*Prompt*
Transcribe the data below in full, exactly.

§ §

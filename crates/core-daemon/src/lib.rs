//! core-daemon: the privileged helper.
//!
//! Runs as root because the virtual-HID service keeps its sockets under a
//! root-only directory. Listens on a local stream socket, admits one client
//! at a time, reads newline-delimited JSON commands, and drives the cursor
//! engine, the typing pipeline, and the wire client to execute them. The
//! fail-closed posture is structural: the socket file is owned by the
//! console user with mode 0600 (0000 when nobody is at the console), and
//! every accepted peer is re-checked against the current console uid so fast
//! user switching cannot leak access.
//!
//! Commands are processed strictly one at a time on the accept thread; the
//! system cursor is global state and the serial design is what makes the
//! sync sequence sound without locks.

pub mod console;
pub mod daemon;
pub mod dispatch;
pub mod net;
pub mod session;
pub mod typing;

pub use console::{ConsoleUserSource, SystemConsoleUser};
pub use daemon::{Daemon, DaemonConfig};
pub use dispatch::{Dispatcher, StatusSource};
pub use session::SessionConfig;
pub use typing::{KeyboardSink, TypingPipeline};
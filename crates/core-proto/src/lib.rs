//! core-proto: newline-delimited JSON protocol between the orchestrator and
//! the privileged helper.
//!
//! Each request is one JSON object per line dispatching on its `action`
//! field; each response is one JSON object per line carrying `ok` plus
//! action-specific fields. Parsing is tolerant of unknown extra fields but
//! strict about the action name, so an unrecognized action is reported as
//! such rather than as a generic deserialization failure. Encoding then
//! re-parsing any command or response yields an identical value.

use serde::{Deserialize, Serialize};
use thiserror::Error;

/// Maximum accepted length of one request line.
pub const MAX_LINE_BYTES: usize = 64 * 1024;

#[derive(Debug, Error)]
pub enum ProtoError {
    #[error("malformed request: {0}")]
    Malformed(String),
    #[error("missing action")]
    MissingAction,
    #[error("unknown action: {0}")]
    UnknownAction(String),
    #[error("invalid parameters for {action}: {message}")]
    InvalidParams { action: String, message: String },
    #[error("request line exceeds {MAX_LINE_BYTES} bytes")]
    LineTooLong,
}

/// Cursor behavior around a pointer action: restore the saved position
/// afterwards, or leave the cursor at the target.
#[derive(Debug, Clone, Copy, PartialEq, Eq, Default, Serialize, Deserialize)]
#[serde(rename_all = "lowercase")]
pub enum CursorMode {
    #[default]
    Sync,
    Leave,
}

/// One helper request.
#[derive(Debug, Clone, PartialEq, Serialize, Deserialize)]
#[serde(tag = "action", rename_all = "snake_case")]
pub enum Command {
    Click {
        x: f64,
        y: f64,
        #[serde(default)]
        cursor_mode: CursorMode,
    },
    LongPress {
        x: f64,
        y: f64,
        #[serde(default, skip_serializing_if = "Option::is_none")]
        duration_ms: Option<u64>,
        #[serde(default)]
        cursor_mode: CursorMode,
    },
    DoubleTap {
        x: f64,
        y: f64,
        #[serde(default)]
        cursor_mode: CursorMode,
    },
    Drag {
        from_x: f64,
        from_y: f64,
        to_x: f64,
        to_y: f64,
        #[serde(default, skip_serializing_if = "Option::is_none")]
        duration_ms: Option<u64>,
        #[serde(default)]
        cursor_mode: CursorMode,
    },
    Swipe {
        from_x: f64,
        from_y: f64,
        to_x: f64,
        to_y: f64,
        #[serde(default, skip_serializing_if = "Option::is_none")]
        duration_ms: Option<u64>,
    },
    Type {
        text: String,
        #[serde(default, skip_serializing_if = "Option::is_none")]
        focus_x: Option<f64>,
        #[serde(default, skip_serializing_if = "Option::is_none")]
        focus_y: Option<f64>,
    },
    PressKey {
        key: String,
        #[serde(default, skip_serializing_if = "Vec::is_empty")]
        modifiers: Vec<String>,
    },
    Move {
        dx: i8,
        dy: i8,
    },
    Shake,
    Status,
}

const ACTIONS: &[&str] = &[
    "click",
    "long_press",
    "double_tap",
    "drag",
    "swipe",
    "type",
    "press_key",
    "move",
    "shake",
    "status",
];

impl Command {
    /// Parse one request line.
    pub fn parse_line(line: &str) -> Result<Self, ProtoError> {
        if line.len() > MAX_LINE_BYTES {
            return Err(ProtoError::LineTooLong);
        }
        let value: serde_json::Value = serde_json::from_str(line.trim())
            .map_err(|e| ProtoError::Malformed(e.to_string()))?;
        if !value.is_object() {
            return Err(ProtoError::Malformed("request is not an object".into()));
        }
        let action = value
            .get("action")
            .and_then(|v| v.as_str())
            .ok_or(ProtoError::MissingAction)?
            .to_string();
        if !ACTIONS.contains(&action.as_str()) {
            return Err(ProtoError::UnknownAction(action));
        }
        serde_json::from_value(value).map_err(|e| ProtoError::InvalidParams {
            action,
            message: e.to_string(),
        })
    }

    /// Serialize to one newline-terminated line.
    pub fn encode_line(&self) -> String {
        let mut line =
            serde_json::to_string(self).expect("command serialization is infallible");
        line.push('\n');
        line
    }
}

/// One helper response. `ok: true` plus optional action fields, or
/// `ok: false` plus a human-readable error naming the cause.
#[derive(Debug, Clone, PartialEq, Eq, Default, Serialize, Deserialize)]
pub struct Response {
    pub ok: bool,
    #[serde(default, skip_serializing_if = "Option::is_none")]
    pub error: Option<String>,
    #[serde(default, skip_serializing_if = "Option::is_none")]
    pub keyboard_ready: Option<bool>,
    #[serde(default, skip_serializing_if = "Option::is_none")]
    pub pointing_ready: Option<bool>,
    #[serde(default, skip_serializing_if = "Option::is_none")]
    pub skipped: Option<Vec<u32>>,
}

impl Response {
    pub fn success() -> Self {
        Self {
            ok: true,
            ..Self::default()
        }
    }

    pub fn failure(error: impl Into<String>) -> Self {
        Self {
            ok: false,
            error: Some(error.into()),
            ..Self::default()
        }
    }

    pub fn status(keyboard_ready: bool, pointing_ready: bool) -> Self {
        Self {
            ok: true,
            keyboard_ready: Some(keyboard_ready),
            pointing_ready: Some(pointing_ready),
            ..Self::default()
        }
    }

    /// `type` response; the skipped array is always present, possibly empty.
    pub fn typed(skipped: Vec<u32>) -> Self {
        Self {
            ok: true,
            skipped: Some(skipped),
            ..Self::default()
        }
    }

    pub fn parse_line(line: &str) -> Result<Self, ProtoError> {
        serde_json::from_str(line.trim()).map_err(|e| ProtoError::Malformed(e.to_string()))
    }

    pub fn encode_line(&self) -> String {
        let mut line =
            serde_json::to_string(self).expect("response serialization is infallible");
        line.push('\n');
        line
    }
}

§ §

*Output of the exercise*
filename crates/core-daemon/src/lib.rs
//! core-daemon: the privileged helper.
//!
//! Runs as root because the virtual-HID service keeps its sockets under a
//! root-only directory. Listens on a local stream socket, admits one client
//! at a time, reads newline-delimited JSON commands, and drives the cursor
//! engine, the typing pipeline, and the wire client to execute them. The
//! fail-closed posture is structural: the socket file is owned by the
//! console user with mode 0600 (0000 when nobody is at the console), and
//! every accepted peer is re-checked against the current console uid so fast
//! user switching cannot leak access.
//!
//! Commands are processed strictly one at a time on the accept thread; the
//! system cursor is global state and the serial design is what makes the
//! sync sequence sound without locks.

pub mod console;
pub mod daemon;
pub mod dispatch;
pub mod net;
pub mod session;
pub mod typing;

pub use console::{ConsoleUserSource, SystemConsoleUser};
pub use daemon::{Daemon, DaemonConfig};
pub use dispatch::{Dispatcher, StatusSource};
pub use session::SessionConfig;
pub use typing::{KeyboardSink, TypingPipeline};
filename crates/core-proto/src/lib.rs
//! core-proto: newline-delimited JSON protocol between the orchestrator and
//! the privileged helper.
//!
//! Each request is one JSON object per line dispatching on its `action`
//! field; each response is one JSON object per line carrying `ok` plus
//! action-specific fields. Parsing is tolerant of unknown extra fields but
//! strict about the action name, so an unrecognized action is reported as
//! such rather than as a generic deserialization failure. Encoding then
//! re-parsing any command or response yields an identical value.

use serde::{Deserialize, Serialize};
use thiserror::Error;

/// Maximum accepted length of one request line.
pub const MAX_LINE_BYTES: usize = 64 * 1024;

#[derive(Debug, Error)]
pub enum ProtoError {
    #[error("malformed request: {0}")]
    Malformed(String),
    #[error("missing action")]
    MissingAction,
    #[error("unknown action: {0}")]
    UnknownAction(String),
    #[error("invalid parameters for {action}: {message}")]
    InvalidParams { action: String, message: String },
    #[error("request line exceeds {MAX_LINE_BYTES} bytes")]
    LineTooLong,
}

/// Cursor behavior around a pointer action: restore the saved position
/// afterwards, or leave the cursor at the target.
#[derive(Debug, Clone, Copy, PartialEq, Eq, Default, Serialize, Deserialize)]
#[serde(rename_all = "lowercase")]
pub enum CursorMode {
    #[default]
    Sync,
    Leave,
}

/// One helper request.
#[derive(Debug, Clone, PartialEq, Serialize, Deserialize)]
#[serde(tag = "action", rename_all = "snake_case")]
pub enum Command {
    Click {
        x: f64,
        y: f64,
        #[serde(default)]
        cursor_mode: CursorMode,
    },
    LongPress {
        x: f64,
        y: f64,
        #[serde(default, skip_serializing_if = "Option::is_none")]
        duration_ms: Option<u64>,
        #[serde(default)]
        cursor_mode: CursorMode,
    },
    DoubleTap {
        x: f64,
        y: f64,
        #[serde(default)]
        cursor_mode: CursorMode,
    },
    Drag {
        from_x: f64,
        from_y: f64,
        to_x: f64,
        to_y: f64,
        #[serde(default, skip_serializing_if = "Option::is_none")]
        duration_ms: Option<u64>,
        #[serde(default)]
        cursor_mode: CursorMode,
    },
    Swipe {
        from_x: f64,
        from_y: f64,
        to_x: f64,
        to_y: f64,
        #[serde(default, skip_serializing_if = "Option::is_none")]
        duration_ms: Option<u64>,
    },
    Type {
        text: String,
        #[serde(default, skip_serializing_if = "Option::is_none")]
        focus_x: Option<f64>,
        #[serde(default, skip_serializing_if = "Option::is_none")]
        focus_y: Option<f64>,
    },
    PressKey {
        key: String,
        #[serde(default, skip_serializing_if = "Vec::is_empty")]
        modifiers: Vec<String>,
    },
    Move {
        dx: i8,
        dy: i8,
    },
    Shake,
    Status,
}

const ACTIONS: &[&str] = &[
    "click",
    "long_press",
    "double_tap",
    "drag",
    "swipe",
    "type",
    "press_key",
    "move",
    "shake",
    "status",
];

impl Command {
    /// Parse one request line.
    pub fn parse_line(line: &str) -> Result<Self, ProtoError> {
        if line.len() > MAX_LINE_BYTES {
            return Err(ProtoError::LineTooLong);
        }
        let value: serde_json::Value = serde_json::from_str(line.trim())
            .map_err(|e| ProtoError::Malformed(e.to_string()))?;
        if !value.is_object() {
            return Err(ProtoError::Malformed("request is not an object".into()));
        }
        let action = value
            .get("action")
            .and_then(|v| v.as_str())
            .ok_or(ProtoError::MissingAction)?
            .to_string();
        if !ACTIONS.contains(&action.as_str()) {
            return Err(ProtoError::UnknownAction(action));
        }
        serde_json::from_value(value).map_err(|e| ProtoError::InvalidParams {
            action,
            message: e.to_string(),
        })
    }

    /// Serialize to one newline-terminated line.
    pub fn encode_line(&self) -> String {
        let mut line =
            serde_json::to_string(self).expect("command serialization is infallible");
        line.push('\n');
        line
    }
}

/// One helper response. `ok: true` plus optional action fields, or
/// `ok: false` plus a human-readable error naming the cause.
#[derive(Debug, Clone, PartialEq, Eq, Default, Serialize, Deserialize)]
pub struct Response {
    pub ok: bool,
    #[serde(default, skip_serializing_if = "Option::is_none")]
    pub error: Option<String>,
    #[serde(default, skip_serializing_if = "Option::is_none")]
    pub keyboard_ready: Option<bool>,
    #[serde(default, skip_serializing_if = "Option::is_none")]
    pub pointing_ready: Option<bool>,
    #[serde(default, skip_serializing_if = "Option::is_none")]
    pub skipped: Option<Vec<u32>>,
}

impl Response {
    pub fn success() -> Self {
        Self {
            ok: true,
            ..Self::default()
        }
    }

    pub fn failure(error: impl Into<String>) -> Self {
        Self {
            ok: false,
            error: Some(error.into()),
            ..Self::default()
        }
    }

    pub fn status(keyboard_ready: bool, pointing_ready: bool) -> Self {
        Self {
            ok: true,
            keyboard_ready: Some(keyboard_ready),
            pointing_ready: Some(pointing_ready),
            ..Self::default()
        }
    }

    /// `type` response; the skipped array is always present, possibly empty.
    pub fn typed(skipped: Vec<u32>) -> Self {
        Self {
            ok: true,
            skipped: Some(skipped),
            ..Self::default()
        }
    }

    pub fn parse_line(line: &str) -> Result<Self, ProtoError> {
        serde_json::from_str(line.trim()).map_err(|e| ProtoError::Malformed(e.to_string()))
    }

    pub fn encode_line(&self) -> String {
        let mut line =
            serde_json::to_string(self).expect("response serialization is infallible");
        line.push('\n');
        line
    }
}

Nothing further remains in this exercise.